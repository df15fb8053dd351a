//! Control service — the polling loop at the core of the firmware.
//!
//! [`ControlService`] samples the inputs, picks a pattern from the switch
//! code and runs it.  All I/O flows through port traits injected at call
//! sites, and time only passes through the injected [`DelayNs`], so the
//! whole loop is testable with mock adapters.
//!
//! ```text
//!  InputPort ──▶ ┌────────────────────────┐ ──▶ EventSink
//!                │     ControlService     │
//! OutputPort ◀── │  select · run pattern  │ ◀── DelayNs
//!                └────────────────────────┘
//! ```

use embedded_hal::delay::DelayNs;
use log::{debug, info};

use crate::config::BoardConfig;
use crate::drivers::button::ButtonStatus;
use crate::drivers::led_patterns::{Pattern, PatternOutcome};
use crate::drivers::switches::SwitchCode;

use super::events::AppEvent;
use super::ports::{EventSink, InputPort, OutputPort};

/// What one loop iteration saw and did.
#[derive(Debug, Clone, Copy, PartialEq, Eq)]
pub struct StepReport {
    pub buttons: ButtonStatus,
    pub switches: SwitchCode,
    pub pattern: Pattern,
    pub outcome: PatternOutcome,
}

pub struct ControlService {
    config: BoardConfig,
    /// Pattern run by the previous iteration; only used to report changes.
    active: Option<Pattern>,
    iterations: u64,
}

impl ControlService {
    pub fn new(config: BoardConfig) -> Self {
        Self {
            config,
            active: None,
            iterations: 0,
        }
    }

    pub fn start(&mut self, sink: &mut impl EventSink) {
        sink.emit(&AppEvent::Started(self.config));
        info!("ControlService started");
    }

    /// One pass of the main loop: read buttons, read switches, run the
    /// selected pattern once.
    ///
    /// The `hw` parameter satisfies **both** [`InputPort`] and
    /// [`OutputPort`]; patterns re-read the switches mid-sequence.
    pub fn step(
        &mut self,
        hw: &mut (impl InputPort + OutputPort),
        delay: &mut impl DelayNs,
        sink: &mut impl EventSink,
    ) -> StepReport {
        self.iterations += 1;

        let buttons = hw.read_buttons();
        let switches = hw.read_switches();
        let mapped = Pattern::for_switches(switches);
        let pattern = Pattern::select(switches);

        if self.active != Some(pattern) {
            sink.emit(&AppEvent::PatternSelected {
                pattern,
                switches,
                fallback: mapped.is_none(),
            });
            self.active = Some(pattern);
        }

        let outcome = pattern.run(hw, delay, buttons, &self.config);
        if let PatternOutcome::Aborted { bar } = outcome {
            debug!("{} aborted at bar=0x{:02X}", pattern, bar);
            sink.emit(&AppEvent::PatternAborted { pattern, bar });
        }

        StepReport {
            buttons,
            switches,
            pattern,
            outcome,
        }
    }

    /// Poll forever.  Only a reset or power loss ends this.
    pub fn run(
        &mut self,
        hw: &mut (impl InputPort + OutputPort),
        delay: &mut impl DelayNs,
        sink: &mut impl EventSink,
    ) -> ! {
        loop {
            self.step(hw, delay, sink);
        }
    }

    pub fn config(&self) -> &BoardConfig {
        &self.config
    }

    /// Pattern run by the most recent iteration.
    pub fn active_pattern(&self) -> Option<Pattern> {
        self.active
    }

    pub fn iterations(&self) -> u64 {
        self.iterations
    }
}
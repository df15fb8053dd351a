//! Error types for the firmware.
//!
//! Port register accesses cannot fail, so errors only arise while bringing
//! the board up: invalid timing configuration or a GPIO the platform
//! refuses to configure.  Variants are `Copy`.

use core::fmt;

// ---------------------------------------------------------------------------
// Top-level firmware error
// ---------------------------------------------------------------------------

#[derive(Debug, Clone, Copy, PartialEq, Eq)]
pub enum Error {
    /// Configuration is invalid.
    Config(&'static str),
    /// The platform rejected configuring a physical GPIO.
    GpioConfig { gpio: i32, code: i32 },
}

impl fmt::Display for Error {
    fn fmt(&self, f: &mut fmt::Formatter<'_>) -> fmt::Result {
        match self {
            Self::Config(msg) => write!(f, "config: {msg}"),
            Self::GpioConfig { gpio, code } => {
                write!(f, "GPIO {gpio} config failed (rc={code})")
            }
        }
    }
}

impl std::error::Error for Error {}

// ---------------------------------------------------------------------------
// Convenience Result alias
// ---------------------------------------------------------------------------

/// Firmware-wide `Result` alias.
pub type Result<T> = core::result::Result<T, Error>;
//! Tri-colour LED on port 2, bits 0–2.
//!
//! | Colour   | R | G | B | bits   |
//! |----------|---|---|---|--------|
//! | Off      | - | - | - | `0x00` |
//! | Red      | R | - | - | `0x01` |
//! | Green    | - | G | - | `0x02` |
//! | Yellow   | R | G | - | `0x03` |
//! | Blue     | - | - | B | `0x04` |
//! | Pink     | R | - | B | `0x05` |
//! | SkyBlue  | - | G | B | `0x06` |
//! | White    | R | G | B | `0x07` |

use crate::drivers::port::GpioPort;
use crate::pins::RGB_LED_MASK;

/// Colours reachable by mixing the three on/off channels.
#[derive(Debug, Clone, Copy, PartialEq, Eq)]
#[repr(u8)]
pub enum RgbColour {
    Off = 0x00,
    Red = 0x01,
    Green = 0x02,
    Yellow = 0x03,
    Blue = 0x04,
    Pink = 0x05,
    SkyBlue = 0x06,
    White = 0x07,
}

impl RgbColour {
    /// Channel bits as laid out on the port.
    pub const fn bits(self) -> u8 {
        self as u8
    }

    /// Decode channel bits; anything outside bits 0–2 is ignored.
    pub const fn from_bits(bits: u8) -> Self {
        match bits & RGB_LED_MASK {
            0x01 => Self::Red,
            0x02 => Self::Green,
            0x03 => Self::Yellow,
            0x04 => Self::Blue,
            0x05 => Self::Pink,
            0x06 => Self::SkyBlue,
            0x07 => Self::White,
            _ => Self::Off,
        }
    }
}

/// Show `colour` and report whether any channel reads back on.
pub fn set_rgb_led(port: &mut impl GpioPort, colour: RgbColour) -> bool {
    port.modify_output(RGB_LED_MASK, colour.bits());
    port.read_output() & RGB_LED_MASK != 0
}

/// Colour currently latched on the LED.
pub fn rgb_led_colour(port: &impl GpioPort) -> RgbColour {
    RgbColour::from_bits(port.read_output())
}
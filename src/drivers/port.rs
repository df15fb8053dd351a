//! 8-bit GPIO port abstraction.
//!
//! A [`GpioPort`] is one exclusively-owned handle onto a group of eight pins
//! that share function-select, direction, pull, drive-strength, input and
//! output registers.  Every method takes a bit mask and touches only the
//! selected pins, except [`GpioPort::write_output`], which latches the whole
//! output register.
//!
//! Register accesses are assumed to always succeed, so the trait is
//! infallible.  Implementations:
//!
//! | Type                                   | Backing                    |
//! |----------------------------------------|----------------------------|
//! | [`SimPort`](super::sim_port::SimPort)  | In-memory register model   |
//! | `EspPort` (`adapters::esp_port`)       | ESP32-S3 GPIO matrix       |

/// Pin direction.
#[derive(Debug, Clone, Copy, PartialEq, Eq)]
pub enum Direction {
    Input,
    Output,
}

/// Output drive strength.
#[derive(Debug, Clone, Copy, PartialEq, Eq)]
pub enum DriveStrength {
    Normal,
    High,
}

pub trait GpioPort {
    /// Route the masked pins to plain digital I/O, detaching any analog or
    /// peripheral function.
    fn select_gpio(&mut self, mask: u8);

    fn set_direction(&mut self, mask: u8, direction: Direction);

    /// Enable the internal pull resistor on the masked pins.  The pull
    /// direction follows the corresponding output-register bits (1 = up).
    fn enable_pull(&mut self, mask: u8);

    fn set_drive_strength(&mut self, mask: u8, strength: DriveStrength);

    /// Current level of all eight input lines.
    fn read_input(&self) -> u8;

    /// Current contents of the output register.
    fn read_output(&self) -> u8;

    /// Latch a full byte into the output register.
    fn write_output(&mut self, value: u8);

    /// Read-modify-write the masked bits of the output register, leaving
    /// every other bit as it was.
    fn modify_output(&mut self, mask: u8, value: u8) {
        let current = self.read_output();
        self.write_output((current & !mask) | (value & mask));
    }
}
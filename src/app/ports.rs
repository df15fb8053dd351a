//! Port traits — the hexagonal boundary between pattern logic and the board.
//!
//! ```text
//!   HardwareAdapter ──▶ InputPort / OutputPort ──▶ ControlService
//!                                                      │
//!                                 EventSink ◀──────────┘
//! ```
//!
//! The [`ControlService`](super::service::ControlService) and the pattern
//! runners consume these via generics, so they never touch a register
//! directly and can be driven by mocks on the host.

use crate::drivers::button::ButtonStatus;
use crate::drivers::rgb_led::RgbColour;
use crate::drivers::switches::SwitchCode;

use super::events::AppEvent;

// ───────────────────────────────────────────────────────────────
// Input port (driven adapter: board → domain)
// ───────────────────────────────────────────────────────────────

/// Read-side port: live samples of the user inputs.  Nothing is cached;
/// every call samples the pins again.
pub trait InputPort {
    fn read_buttons(&mut self) -> ButtonStatus;

    fn read_switches(&mut self) -> SwitchCode;
}

// ───────────────────────────────────────────────────────────────
// Output port (driven adapter: domain → board)
// ───────────────────────────────────────────────────────────────

/// Write-side port.  Each setter reports the state read back from the
/// hardware after the write.
pub trait OutputPort {
    /// Returns whether the status LED is on.
    fn set_status_led(&mut self, on: bool) -> bool;

    /// Returns whether any RGB channel is on.
    fn set_rgb_led(&mut self, colour: RgbColour) -> bool;

    /// Returns the byte latched on the bar display.
    fn set_bar_leds(&mut self, value: u8) -> u8;
}

// ───────────────────────────────────────────────────────────────
// Event sink port (driven adapter: domain → logging)
// ───────────────────────────────────────────────────────────────

/// The domain emits structured [`AppEvent`]s through this port.
pub trait EventSink {
    fn emit(&mut self, event: &AppEvent);
}
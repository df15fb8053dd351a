//! GPIO pattern board firmware library.
//!
//! Exposes the pure-logic modules for integration testing on the host.
//! All ESP-IDF-specific code is behind the `espidf` feature.

#![deny(unused_must_use)]

pub mod adapters;
pub mod app;
pub mod config;
pub mod drivers;
pub mod pins;

mod error;

pub use error::{Error, Result};
use mb_core::{Error, ImageView};

use crate::distance::ChannelField;

/// Negates all three channels wherever `alpha >= threshold`.
///
/// Purely pointwise: the sign follows the alpha test even where the nearest
/// edge geometry would suggest otherwise.
pub fn apply_sign(
    field: &mut ChannelField,
    alpha: &ImageView<'_, f32>,
    threshold: f32,
) -> Result<(), Error> {
    let (w, h) = (field.width(), field.height());
    if alpha.width() != w || alpha.height() != h {
        return Err(Error::SizeMismatch {
            expected: w * h,
            actual: alpha.width() * alpha.height(),
        });
    }

    for (y, row) in alpha.rows().enumerate() {
        for channel in field.channels_mut() {
            for (d, &a) in channel.row_mut(y).iter_mut().zip(row) {
                if a >= threshold {
                    *d = -*d;
                }
            }
        }
    }

    Ok(())
}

· · · · · · ·

Please return all lines above in which the string "SwitchCode" is found.

— Expected output —
use crate::drivers::switches::SwitchCode;
    pub switches: SwitchCode,
use crate::drivers::switches::SwitchCode;
    fn read_switches(&mut self) -> SwitchCode;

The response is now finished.